ASSIGNMENT: Write out the following listing's lines from the one with "let pulses = response.pulse_info.count;" to the one with "impl IntelProvider for", exactly, with both included and no others.

RECORDS FOR THE TASK:

+===+

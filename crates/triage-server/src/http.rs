//! HTTP serving surface.
//!
//! Two routes: a liveness message at `/` and `POST /investigate`, which runs
//! the full pipeline on the request body and replies with the consolidated
//! result, or a stage-tagged error with status 500.

use serde_json::json;
use std::convert::Infallible;
use std::sync::Arc;
use tracing::{error, info};
use triage_memory::InvestigationId;
use triage_pipeline::{evaluate_report, Pipeline};
use warp::http::StatusCode;
use warp::hyper::body::Bytes;
use warp::{Filter, Rejection, Reply};

/// Assemble the route tree.
pub(crate) fn routes(
    pipeline: Arc<Pipeline>,
    max_iterations: u32,
) -> impl Filter<Extract = (impl Reply,), Error = Rejection> + Clone {
    let root = warp::path::end().and(warp::get()).map(|| {
        warp::reply::json(&json!({
            "message": "SOC triage pipeline is running. Use POST /investigate with raw log text."
        }))
    });

    let investigate = warp::path("investigate")
        .and(warp::path::end())
        .and(warp::post())
        .and(warp::body::bytes())
        .and(with_pipeline(pipeline))
        .and(warp::any().map(move || max_iterations))
        .and_then(handle_investigate);

    root.or(investigate)
}

/// Serve the routes until the process is stopped.
pub(crate) async fn serve(pipeline: Arc<Pipeline>, max_iterations: u32, port: u16) {
    info!(port, "serving triage API");
    warp::serve(routes(pipeline, max_iterations))
        .run(([0, 0, 0, 0], port))
        .await;
}

fn with_pipeline(
    pipeline: Arc<Pipeline>,
) -> impl Filter<Extract = (Arc<Pipeline>,), Error = Infallible> + Clone {
    warp::any().map(move || Arc::clone(&pipeline))
}

async fn handle_investigate(
    body: Bytes,
    pipeline: Arc<Pipeline>,
    max_iterations: u32,
) -> Result<impl Reply, Infallible> {
    let log_text = String::from_utf8_lossy(&body);
    let id = InvestigationId::new();
    info!(investigation = %id, bytes = body.len(), "investigation request");

    match pipeline.investigate(&id, &log_text, max_iterations).await {
        Ok(outcome) => {
            let evaluation = evaluate_report(&outcome.report);
            let reply = warp::reply::json(&json!({
                "investigation_id": outcome.id,
                "log_summary": outcome.extraction.to_string(),
                "threat_intel": outcome.enrichment,
                "findings": outcome.findings,
                "incident_report": outcome.report,
                "evaluation": evaluation,
            }));
            Ok(warp::reply::with_status(reply, StatusCode::OK))
        }
        Err(failure) => {
            error!(investigation = %id, stage = %failure.stage, error = %failure, "investigation failed");
            let reply = warp::reply::json(&json!({
                "investigation_id": id,
                "stage": failure.stage,
                "error": failure.to_string(),
            }));
            Ok(warp::reply::with_status(
                reply,
                StatusCode::INTERNAL_SERVER_ERROR,
            ))
        }
    }
}

#[cfg(test)]
mod tests {
    use super::*;
    use triage_memory::MemoryStore;
    use triage_pipeline::TriageConfig;

    fn offline_pipeline() -> Arc<Pipeline> {
        let store = Arc::new(MemoryStore::new());
        Arc::new(Pipeline::from_config(store, &TriageConfig::offline()).unwrap())
    }

    #[tokio::test]
    async fn root_replies_with_liveness_message() {
        let routes = routes(offline_pipeline(), 3);

        let response = warp::test::request().method("GET").path("/").reply(&routes).await;

        assert_eq!(response.status(), StatusCode::OK);
        let body: serde_json::Value = serde_json::from_slice(response.body()).unwrap();
        assert!(body["message"].as_str().unwrap().contains("investigate"));
    }

    #[tokio::test]
    async fn investigate_runs_offline_pipeline() {
        let routes = routes(offline_pipeline(), 3);

        let response = warp::test::request()
            .method("POST")
            .path("/investigate")
            .body(r#"{"message":"Failed password for root"}"#)
            .reply(&routes)
            .await;

        assert_eq!(response.status(), StatusCode::OK);
        let body: serde_json::Value = serde_json::from_slice(response.body()).unwrap();
        assert_eq!(body["findings"]["origin"], "placeholder");
        assert_eq!(body["findings"]["severity"], "High");
        assert_eq!(body["incident_report"]["iterations"], 1);
        assert_eq!(
            body["log_summary"],
            "Parsed 1 records; found 1 suspicious events."
        );
    }

    #[tokio::test]
    async fn investigate_rejects_get() {
        let routes = routes(offline_pipeline(), 3);

        let response = warp::test::request()
            .method("GET")
            .path("/investigate")
            .reply(&routes)
            .await;

        assert_ne!(response.status(), StatusCode::OK);
    }
}
//! Batch mode: run the pipeline over every sample log file in a directory.

use anyhow::Context;
use std::path::Path;
use std::sync::Arc;
use tracing::warn;
use triage_memory::InvestigationId;
use triage_pipeline::{evaluate_report, Pipeline};

/// Investigate every `*.json` file under `dir`, printing each result.
pub(crate) async fn run(
    pipeline: Arc<Pipeline>,
    dir: &Path,
    max_iterations: u32,
) -> anyhow::Result<()> {
    let mut files: Vec<_> = std::fs::read_dir(dir)
        .with_context(|| format!("failed to read sample directory {}", dir.display()))?
        .filter_map(Result::ok)
        .map(|entry| entry.path())
        .filter(|path| path.extension().is_some_and(|ext| ext == "json"))
        .collect();
    files.sort();

    if files.is_empty() {
        println!("No log files found in {}", dir.display());
        return Ok(());
    }
    println!("Found {} sample log files.\n", files.len());

    for path in files {
        let raw = match std::fs::read_to_string(&path) {
            Ok(raw) => raw,
            Err(error) => {
                warn!(path = %path.display(), %error, "could not read sample file");
                continue;
            }
        };

        let id = InvestigationId::new();
        println!("\n{}", "=".repeat(80));
        println!("Processing: {}", path.display());
        println!("{}", "=".repeat(80));

        match pipeline.investigate(&id, &raw, max_iterations).await {
            Ok(outcome) => {
                println!("\n=== LOG SUMMARY ===");
                println!("{}", outcome.extraction);

                println!("\n=== THREAT INTEL (per address) ===");
                println!("{}", serde_json::to_string_pretty(&outcome.enrichment)?);

                println!("\n=== FINDINGS ===");
                println!("{}", serde_json::to_string_pretty(&outcome.findings)?);

                println!("\n=== INCIDENT REPORT ===");
                println!("{}", outcome.report.draft);

                println!("\n=== EVALUATION ===");
                let evaluation = evaluate_report(&outcome.report);
                println!("{}", serde_json::to_string_pretty(&evaluation)?);

                println!("\nFinished processing: {}", path.display());
            }
            Err(failure) => {
                println!(
                    "\nInvestigation {id} failed in the {} stage: {failure}",
                    failure.stage
                );
            }
        }
    }

    Ok(())
}
//! Triage Intel - address reputation enrichment
//!
//! The external enrichment collaborator boundary of the pipeline:
//! - [`IntelProvider`]: one async lookup per address, owning its own
//!   timeout/retry behavior
//! - [`HttpIntelClient`]: queries three reputation sources (AbuseIPDB,
//!   VirusTotal, OTX), skipping any that are unconfigured and degrading a
//!   per-source failure to a null verdict
//! - [`ScorePolicy`]: replaceable aggregate scoring over the source verdicts
//!
//! A failed lookup is a value, not an exception: callers receive either a
//! report or an error they are expected to fold into "checked, nothing
//! found".

#![warn(unreachable_pub)]

mod client;
mod provider;
mod report;
pub mod testing;

pub use client::{HttpIntelClient, IntelApiKeys};
pub use provider::{IntelError, IntelProvider};
pub use report::{IntelReport, ScorePolicy, SourceFraction, SourceVerdict};
//! HTTP reputation client over three public intel sources.
//!
//! Each source is optional: without an API key it is skipped, and any
//! transport or decoding failure degrades to a null verdict for that source
//! only. One `check_address` call therefore always produces a report.

use crate::provider::{IntelError, IntelProvider};
use crate::report::{IntelReport, ScorePolicy, SourceFraction, SourceVerdict};
use async_trait::async_trait;
use serde::Deserialize;
use serde_json::json;
use std::collections::BTreeMap;
use std::time::Duration;
use tracing::{debug, warn};

const ABUSEIPDB_URL: &str = "https://api.abuseipdb.com/api/v2/check";
const VIRUSTOTAL_URL: &str = "https://www.virustotal.com/api/v3/ip_addresses";
const OTX_URL: &str = "https://otx.alienvault.com/api/v1/indicators/IPv4";

const REQUEST_TIMEOUT: Duration = Duration::from_secs(10);

/// API keys for the reputation sources. `None` disables a source.
#[derive(Clone, Default)]
pub struct IntelApiKeys {
    /// AbuseIPDB API key.
    pub abuseipdb: Option<String>,
    /// VirusTotal API key.
    pub virustotal: Option<String>,
    /// AlienVault OTX API key.
    pub otx: Option<String>,
}

impl IntelApiKeys {
    /// No sources configured; every lookup yields empty verdicts.
    #[inline]
    #[must_use]
    pub fn none() -> Self {
        Self::default()
    }

    /// Whether at least one source has a key.
    #[inline]
    #[must_use]
    pub fn any_configured(&self) -> bool {
        self.abuseipdb.is_some() || self.virustotal.is_some() || self.otx.is_some()
    }
}

impl std::fmt::Debug for IntelApiKeys {
    // Keys are secrets; log only which sources are enabled.
    fn fmt(&self, f: &mut std::fmt::Formatter<'_>) -> std::fmt::Result {
        f.debug_struct("IntelApiKeys")
            .field("abuseipdb", &self.abuseipdb.is_some())
            .field("virustotal", &self.virustotal.is_some())
            .field("otx", &self.otx.is_some())
            .finish()
    }
}

/// Reputation client querying AbuseIPDB, VirusTotal and OTX.
#[derive(Debug)]
pub struct HttpIntelClient {
    http: reqwest::Client,
    keys: IntelApiKeys,
    policy: Box<dyn ScorePolicy>,
}

impl HttpIntelClient {
    /// Build a client with the default [`SourceFraction`] scoring policy.
    ///
    /// # Errors
    /// - [`IntelError::Http`] if the underlying HTTP client cannot be built
    pub fn new(keys: IntelApiKeys) -> Result<Self, IntelError> {
        let http = reqwest::Client::builder()
            .timeout(REQUEST_TIMEOUT)
            .build()?;
        Ok(Self {
            http,
            keys,
            policy: Box::new(SourceFraction::default()),
        })
    }

    /// Replace the aggregate scoring policy.
    #[must_use]
    pub fn with_policy(mut self, policy: Box<dyn ScorePolicy>) -> Self {
        self.policy = policy;
        self
    }

    async fn check_abuseipdb(&self, address: &str) -> Result<Option<SourceVerdict>, IntelError> {
        let Some(key) = &self.keys.abuseipdb else {
            debug!(source = "abuseipdb", "skipping unconfigured intel source");
            return Ok(None);
        };

        let response: AbuseIpDbResponse = self
            .http
            .get(ABUSEIPDB_URL)
            .header("Key", key.as_str())
            .query(&[("ipAddress", address), ("maxAgeInDays", "90")])
            .send()
            .await?
            .error_for_status()?
            .json()
            .await?;

        let confidence = response.data.abuse_confidence_score;
        Ok(Some(SourceVerdict::new(
            confidence > 50,
            json!({ "confidence_score": confidence }),
        )))
    }

    async fn check_virustotal(&self, address: &str) -> Result<Option<SourceVerdict>, IntelError> {
        let Some(key) = &self.keys.virustotal else {
            debug!(source = "virustotal", "skipping unconfigured intel source");
            return Ok(None);
        };

        let response: VirusTotalResponse = self
            .http
            .get(format!("{VIRUSTOTAL_URL}/{address}"))
            .header("x-apikey", key.as_str())
            .send()
            .await?
            .error_for_status()?
            .json()
            .await?;

        let malicious = response.data.attributes.last_analysis_stats.malicious;
        Ok(Some(SourceVerdict::new(
            malicious > 0,
            json!({ "malicious_count": malicious }),
        )))
    }

    async fn check_otx(&self, address: &str) -> Result<Option<SourceVerdict>, IntelError> {
        let Some(key) = &self.keys.otx else {
            debug!(source = "otx", "skipping unconfigured intel source");
            return Ok(None);
        };

        let response: OtxResponse = self
            .http
            .get(format!("{OTX_URL}/{address}/general"))
            .header("X-OTX-API-KEY", key.as_str())
            .send()
            .await?
            .error_for_status()?
            .json()
            .await?;

        let pulses = response.pulse_info.count;
        Ok(Some(SourceVerdict::new(
            pulses > 0,
            json!({ "pulse_count": pulses }),
        )))
    }

    fn fold(source: &'static str, result: Result<Option<SourceVerdict>, IntelError>) -> Option<SourceVerdict> {
        match result {
            Ok(verdict) => verdict,
            Err(error) => {
                warn!(source, %error, "intel source lookup failed");
                None
            }
        }
    }
}

#[async_trait]
impl IntelProvider for HttpIntelClient {
    async fn check_address(&self, address: &str) -> Result<IntelReport, IntelError> {
        debug!(address, "running intel lookup");

        let mut sources = BTreeMap::new();
        sources.insert(
            "abuseipdb".to_string(),
            Self::fold("abuseipdb", self.check_abuseipdb(address).await),
        );
        sources.insert(
            "virustotal".to_string(),
            Self::fold("virustotal", self.check_virustotal(address).await),
        );
        sources.insert(
            "otx".to_string(),
            Self::fold("otx", self.check_otx(address).await),
        );

        let score = self.policy.score(&sources);
        Ok(IntelReport {
            address: address.to_string(),
            sources,
            score,
        })
    }
}

#[derive(Debug, Default, Deserialize)]
struct AbuseIpDbResponse {
    #[serde(default)]
    data: AbuseIpDbData,
}

#[derive(Debug, Default, Deserialize)]
#[serde(rename_all = "camelCase")]
struct AbuseIpDbData {
    #[serde(default)]
    abuse_confidence_score: i64,
}

#[derive(Debug, Default, Deserialize)]
struct VirusTotalResponse {
    #[serde(default)]
    data: VirusTotalData,
}

#[derive(Debug, Default, Deserialize)]
struct VirusTotalData {
    #[serde(default)]
    attributes: VirusTotalAttributes,
}

#[derive(Debug, Default, Deserialize)]
struct VirusTotalAttributes {
    #[serde(default)]
    last_analysis_stats: AnalysisStats,
}

#[derive(Debug, Default, Deserialize)]
struct AnalysisStats {
    #[serde(default)]
    malicious: u64,
}

#[derive(Debug, Default, Deserialize)]
struct OtxResponse {
    #[serde(default)]
    pulse_info: PulseInfo,
}

#[derive(Debug, Default, Deserialize)]
struct PulseInfo {
    #[serde(default)]
    count: u64,
}

#[cfg(test)]
mod tests {
    use super::*;

    #[tokio::test]
    async fn unconfigured_client_checks_nothing() {
        let client = HttpIntelClient::new(IntelApiKeys::none()).unwrap();

        let report = client.check_address("10.0.0.5").await.unwrap();

        assert_eq!(report.address, "10.0.0.5");
        assert_eq!(report.score, 0.0);
        // All three sources are present but null: checked, nothing found.
        assert_eq!(report.sources.len(), 3);
        assert!(report.sources.values().all(Option::is_none));
    }

    #[test]
    fn api_keys_debug_redacts_secrets() {
        let keys = IntelApiKeys {
            abuseipdb: Some("super-secret".to_string()),
            ..IntelApiKeys::none()
        };
        let rendered = format!("{keys:?}");
        assert!(!rendered.contains("super-secret"));
        assert!(rendered.contains("abuseipdb: true"));
    }

    #[test]
    fn response_bodies_tolerate_missing_fields() {
        let abuse: AbuseIpDbResponse = serde_json::from_str("{}").unwrap();
        assert_eq!(abuse.data.abuse_confidence_score, 0);

        let vt: VirusTotalResponse = serde_json::from_str(r#"{"data":{}}"#).unwrap();
        assert_eq!(vt.data.attributes.last_analysis_stats.malicious, 0);

        let otx: OtxResponse = serde_json::from_str(r#"{"pulse_info":{"count":2}}"#).unwrap();
        assert_eq!(otx.pulse_info.count, 2);
    }
}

+===+

WRITTEN REPLY:
        let pulses = response.pulse_info.count;
        Ok(Some(SourceVerdict::new(
            pulses > 0,
            json!({ "pulse_count": pulses }),
        )))
    }

    fn fold(source: &'static str, result: Result<Option<SourceVerdict>, IntelError>) -> Option<SourceVerdict> {
        match result {
            Ok(verdict) => verdict,
            Err(error) => {
                warn!(source, %error, "intel source lookup failed");
                None
            }
        }
    }
}

#[async_trait]
impl IntelProvider for HttpIntelClient {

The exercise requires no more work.